Ne sois pas bizarre ! Tu en es justement à ta première captivité de Heilbronn.

GŒTZ.

Ce fut pour moi de tout temps un lieu fatal.

ÉLISABETH. lit.

« Il y eut même quelques-uns des alliés qui me dirent que j’avais agi follement de me présenter devant mes plus cruels ennemis, puisque je pouvais supposer qu’ils n’useraient pas de ménagements avec moi : à quoi je répondis… » Eh bien, qu’est-ce que tu répondis ? Écris la suite.

GŒTZ.

Je dis : « Je risque ma peau si souvent pour l’avantage et l’argent des autres : ne devrais-je pas la risquer pour ma parole ? »

ÉLISABETH.

C’est bien ta renommée.

GŒTZ.

Ils ne me l’ôteront pas ! Ils m’ont tout pris, fortune, liberté…

ÉLISABETH.

C’est justement alors que je rencontrai dans la salle de l’auberge les seigneurs de Miltenberg et de Singlingen, qui ne me connaissaient pas.

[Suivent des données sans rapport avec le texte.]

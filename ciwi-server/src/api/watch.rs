//! WatchState API Handlers
//!
//! Server-sent event stream of periodic state snapshots, plus a one-shot
//! snapshot for polling clients.

use std::convert::Infallible;

use axum::{
    Json,
    extract::State,
    response::sse::{Event, KeepAlive, Sse},
};
use ciwi_core::dto::state::StateSnapshot;
use futures::stream::{self, Stream};

use crate::api::error::ApiResult;
use crate::service::watch_service;
use crate::state::AppState;

/// GET /state
/// One snapshot
pub async fn get_state(State(state): State<AppState>) -> ApiResult<Json<StateSnapshot>> {
    let stream_id = uuid::Uuid::new_v4().to_string();
    Ok(Json(watch_service::snapshot(&state, &stream_id, 0).await?))
}

/// GET /state/stream
/// Snapshot every `state_stream_interval` until the client goes away
pub async fn stream_state(
    State(state): State<AppState>,
) -> Sse<impl Stream<Item = Result<Event, Infallible>>> {
    let stream_id = uuid::Uuid::new_v4().to_string();
    let period = state.config.state_stream_interval;
    tracing::debug!(stream_id = %stream_id, "State stream opened");

    let events = stream::unfold((state, 0u64), move |(state, seq)| {
        let stream_id = stream_id.clone();
        async move {
            if seq > 0 {
                tokio::select! {
                    _ = tokio::time::sleep(period) => {}
                    _ = state.shutdown.cancelled() => return None,
                }
            }

            let event = match watch_service::snapshot(&state, &stream_id, seq).await {
                Ok(snapshot) => Event::default()
                    .event("state")
                    .json_data(&snapshot)
                    .unwrap_or_else(|e| Event::default().event("error").data(e.to_string())),
                Err(e) => {
                    tracing::warn!(stream_id = %stream_id, "State snapshot failed: {}", e);
                    Event::default().event("error").data("snapshot failed")
                }
            };
            Some((Ok(event), (state, seq + 1)))
        }
    });

    Sse::new(events).keep_alive(KeepAlive::default())
}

Je sentis une joie aussi grande que si j’avais mis au monde un fils. Ils te vantaient à l’envi, et disaient : « C’est le modèle d’un chevalier, brave et généreux dans la liberté, calme et fidèle dans le malheur. »

GŒTZ.

Qu’on me produise quelqu’un à qui j’aie manqué de parole ! Et Dieu sait que j’ai plus sué pour servir mon prochain que moi ; que j’ai travaillé pour acquérir le nom de brave et fidèle chevalier, non pour gagner de grandes richesses et dignités. Et, Dieu merci ! ce que j’ai poursuivi, je le possède. (Entrent Lerse et George, portant du gibier.) Fort bien, braves chasseurs !

GEORGE.

Oui ! de braves cavaliers que nous étions. Avec des bottes il est facile de faire des pantoufles.

LERSE.

La chasse est toujours quelque chose : c’est une espèce de guerre.